[Opening Supplied material section]
//! Revision checkout and latest-version resolution.
//!
//! `checkout` makes a cache repository's working tree match a dependency's
//! pin, with a refreshed-fetch retry and a `master` fallback to the newest
//! reachable commit. `latest_version` picks the highest semantic-version
//! tag, or the current revision when no tag parses.

use crate::cache::remote_name;
use crate::conf::Dep;
use crate::git;
use crate::run::Ctx;
use anyhow::{Context, Result};
use colored::*;
use log::{debug, warn};
use semver::Version;
use std::path::Path;

/// Check out `dep.version` (branch, tag, or commit) in the cache slot,
/// detached and forced. Exhausting the fallback ladder is an error: the
/// requested revision is unattainable and no correct vendor tree exists.
pub fn checkout(ctx: &Ctx, dep: &Dep) -> Result<()> {
    let repo_dir = ctx.repo_dir(&dep.package);
    println!(
        "{} Checking out '{}', commit: '{}'",
        "📌".blue(),
        dep.package,
        dep.version
    );

    let remote = remote_name(dep.repo.as_deref());
    let branch_ref = format!("{}/{}", remote, dep.version);
    let mut target = dep.version.clone();
    if dep.version == "master" || git::remote_branch_exists(&repo_dir, &branch_ref) {
        target = branch_ref;
        git::fetch(&repo_dir, &remote)
            .with_context(|| format!("fetch from '{}' failed for '{}'", remote, dep.package))?;
    }

    if let Err(err) = git::checkout_detached(&repo_dir, &target) {
        debug!("checkout of '{}' failed: {}", target, err);
        if dep.version == "master" {
            println!(
                "{} Failed to check out 'master' for '{}': using the latest commit instead",
                "!".yellow(),
                dep.package
            );
            target = git::newest_commit_any_ref(&repo_dir)
                .with_context(|| format!("no fallback commit for '{}'", dep.package))?;
        } else {
            git::fetch(&repo_dir, &remote)
                .with_context(|| format!("fetch from '{}' failed for '{}'", remote, dep.package))?;
        }
        debug!("retrying checkout of '{}'", target);
        git::checkout_detached(&repo_dir, &target).with_context(|| {
            format!(
                "cannot check out revision '{}' of '{}'",
                dep.version, dep.package
            )
        })?;
    }
    Ok(())
}

/// Latest revision for an unpinned entry: the highest semantic-version tag
/// after a forced tag fetch, falling back to the current revision when the
/// repository has no parseable version tags. Never an error on "no tags".
pub fn latest_version(repo_dir: &Path) -> Result<String> {
    if let Err(err) = git::fetch_tags(repo_dir) {
        warn!("tag fetch in {} failed: {}", repo_dir.display(), err);
    }
    let tags = git::tags(repo_dir)?;
    match pick_latest(&tags) {
        Some(tag) => Ok(tag),
        None => git::current_revision(repo_dir),
    }
}

/// Highest tag by semantic-version precedence. Tags that do not parse are
/// ignored; the returned string is the tag's original literal text.
fn pick_latest(tags: &[String]) -> Option<String> {
    let mut versions: Vec<(Version, &str)> = tags
        .iter()
        .filter_map(|tag| {
            let literal = tag.trim();
            Version::parse(literal.trim_start_matches('v'))
                .ok()
                .map(|parsed| (parsed, literal))
        })
        .collect();
    versions.sort_by(|a, b| a.0.cmp(&b.0));
    versions.pop().map(|(_, literal)| literal.to_string())
}

#[cfg(test)]
mod tests {
    use super::*;

    fn tags(list: &[&str]) -> Vec<String> {
        list.iter().map(|s| s.to_string()).collect()
    }

    #[test]
    fn test_pick_latest_ignores_invalid_tags() {
        let result = pick_latest(&tags(&["v1.0.0", "v1.2.0", "v1.1.0", "not-a-version"]));
        assert_eq!(result.as_deref(), Some("v1.2.0"));
    }

    #[test]
    fn test_pick_latest_keeps_original_literal() {
        let result = pick_latest(&tags(&["2.0.0", "v1.9.9"]));
        assert_eq!(result.as_deref(), Some("2.0.0"));
    }

    #[test]
    fn test_pick_latest_orders_prereleases_below_releases() {
        let result = pick_latest(&tags(&["v1.2.0-rc.1", "v1.2.0", "v1.2.0-alpha"]));
        assert_eq!(result.as_deref(), Some("v1.2.0"));
    }

    #[test]
    fn test_pick_latest_none_without_parseable_tags() {
        assert_eq!(pick_latest(&tags(&[])), None);
        assert_eq!(pick_latest(&tags(&["release", "stable"])), None);
    }
}
//! # vendrs - Dependency Vendoring Tool
//!
//! vendrs resolves the external packages a project actually imports,
//! fetches pinned revisions into a shared cache, and synchronizes a
//! `vendor/` directory with exactly the files needed, throwing away
//! everything the import graph does not reach.
//!
//! ## Features
//!
//! - **Static Resolution**: Discovers imports transitively, no compilation
//! - **Pinned Revisions**: Branch, tag, or commit per dependency
//! - **Shared Cache**: One clone per package, repaired in place
//! - **Precise Vendoring**: Unused files, tests, and empty dirs are pruned
//!
//! ## Quick Start
//!
//! ```bash
//! # Vendor everything declared in vendor.toml
//! vendrs
//!
//! # Re-derive dependencies from source and refresh versions
//! vendrs -u
//! ```
//!
//! ## Module Organization
//!
//! - [`conf`] - Ledger document model (`vendor.toml`, `vendor.lock`)
//! - [`imports`] - Static import graph discovery
//! - [`cache`] - Shared repository cache management
//! - [`resolve`] - Revision checkout and latest-version selection
//! - [`vendor`] - Vendor tree materialization and pruning
//! - [`run`] - Top-level orchestration

/// Shared repository cache management.
pub mod cache;

/// Ledger document parsing and manipulation.
pub mod conf;

/// Subprocess wrappers around the `git` binary.
pub mod git;

/// Static import graph discovery.
pub mod imports;

/// Legacy manifest adapter.
pub mod legacy;

/// Revision checkout and latest-version resolution.
pub mod resolve;

/// Top-level run orchestration.
pub mod run;

/// Transitive dependency expansion.
pub mod transitive;

/// Vendor tree synchronization and pruning.
pub mod vendor;
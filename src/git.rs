//! Subprocess wrappers around the `git` binary.
//!
//! Every repository operation goes through `git -C <dir> ...` with an
//! explicit working directory; only exit status and a few textual markers
//! are interpreted. Nothing here implements a version-control protocol.

use anyhow::{Context, Result, bail};
use colored::*;
use log::{debug, warn};
use std::path::{Path, PathBuf};
use std::process::{Command, Output};

fn run(dir: &Path, args: &[&str]) -> Result<Output> {
    debug!("git -C {} {}", dir.display(), args.join(" "));
    Command::new("git")
        .arg("-C")
        .arg(dir)
        .args(args)
        .output()
        .with_context(|| format!("failed to execute `git {}`", args.join(" ")))
}

fn run_checked(dir: &Path, args: &[&str]) -> Result<String> {
    let output = run(dir, args)?;
    if !output.status.success() {
        bail!(
            "`git {}` failed in {}:\n{}",
            args.join(" "),
            dir.display(),
            String::from_utf8_lossy(&output.stderr).trim()
        );
    }
    Ok(String::from_utf8_lossy(&output.stdout).into_owned())
}

/// Clone `url` into `dest`. `dest` must not exist yet.
pub fn clone(url: &str, dest: &Path) -> Result<()> {
    debug!("git clone {} {}", url, dest.display());
    let output = Command::new("git")
        .arg("clone")
        .arg(url)
        .arg(dest)
        .output()
        .context("failed to execute git clone")?;
    if !output.status.success() {
        bail!(
            "`git clone {}` failed:\n{}",
            url,
            String::from_utf8_lossy(&output.stderr).trim()
        );
    }
    Ok(())
}

/// Initialize a bare-bones repository in place.
pub fn init(dir: &Path) -> Result<()> {
    run_checked(dir, &["init", "-q"]).map(|_| ())
}

/// Top-level directory of the working tree containing `dir`.
pub fn toplevel(dir: &Path) -> Result<PathBuf> {
    let out = run_checked(dir, &["rev-parse", "--show-toplevel"])?;
    Ok(PathBuf::from(out.trim()))
}

/// Whether `dir` is inside a git working tree at all.
pub fn is_work_tree(dir: &Path) -> bool {
    toplevel(dir).is_ok()
}

pub fn remotes(dir: &Path) -> Result<Vec<String>> {
    let out = run_checked(dir, &["remote"])?;
    Ok(out.lines().map(|l| l.trim().to_string()).collect())
}

pub fn remote_exists(dir: &Path, name: &str) -> bool {
    remotes(dir)
        .map(|rs| rs.iter().any(|r| r == name))
        .unwrap_or(false)
}

/// Register an additional remote. An already-registered name is a benign
/// warning, any other failure is logged; neither aborts the caller.
pub fn add_remote(dir: &Path, name: &str, url: &str) {
    match run(dir, &["remote", "add", "-f", name, url]) {
        Ok(output) if output.status.success() => {}
        Ok(output) => {
            let stderr = String::from_utf8_lossy(&output.stderr);
            if stderr.contains("already exists") {
                warn!("remote '{}' for '{}' already exists", name, url);
                println!("{} Already have the remote '{}' ({})", "!".yellow(), name, url);
            } else {
                println!(
                    "{} Could not add remote '{}' '{}': {}",
                    "x".red(),
                    name,
                    url,
                    stderr.trim()
                );
            }
        }
        Err(err) => {
            println!("{} Could not add remote '{}': {}", "x".red(), name, err);
        }
    }
}

/// Forced fetch of commits and tags from one remote.
pub fn fetch(dir: &Path, remote: &str) -> Result<()> {
    run_checked(dir, &["fetch", "-f", "-t", remote]).map(|_| ())
}

/// Forced fetch of all tags, overwriting stale local tag refs.
pub fn fetch_tags(dir: &Path) -> Result<()> {
    run_checked(dir, &["fetch", "--tags", "--force"]).map(|_| ())
}

pub fn checkout_detached(dir: &Path, refname: &str) -> Result<()> {
    run_checked(dir, &["checkout", "-f", "--detach", refname]).map(|_| ())
}

/// Whether `branch_ref` (e.g. `origin/main`) names a remote-tracking branch.
pub fn remote_branch_exists(dir: &Path, branch_ref: &str) -> bool {
    match run_checked(dir, &["branch", "--list", "-r", branch_ref]) {
        Ok(out) => out.lines().any(|l| l.trim() == branch_ref),
        Err(_) => false,
    }
}

pub fn tags(dir: &Path) -> Result<Vec<String>> {
    let out = run_checked(dir, &["tag", "-l"])?;
    Ok(out
        .lines()
        .map(|l| l.trim().to_string())
        .filter(|l| !l.is_empty())
        .collect())
}

/// Abbreviated hash of the most recent commit reachable from any ref.
pub fn newest_commit_any_ref(dir: &Path) -> Result<String> {
    let out = run_checked(dir, &["log", "--all", "--pretty=oneline", "--abbrev-commit", "-1"])?;
    out.split_whitespace()
        .next()
        .map(str::to_string)
        .ok_or_else(|| anyhow::anyhow!("repository at {} has no commits", dir.display()))
}

/// Short revision identifier of the current checkout.
pub fn current_revision(dir: &Path) -> Result<String> {
    let out = run_checked(dir, &["rev-parse", "--short", "HEAD"])?;
    Ok(out.trim().to_string())
}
[Closing Supplied material section]
**Problem details**
Among the lines of the records, copy out each one that contains the word "join".

**Result of this exercise**
    debug!("git -C {} {}", dir.display(), args.join(" "));
        .with_context(|| format!("failed to execute `git {}`", args.join(" ")))
            args.join(" "),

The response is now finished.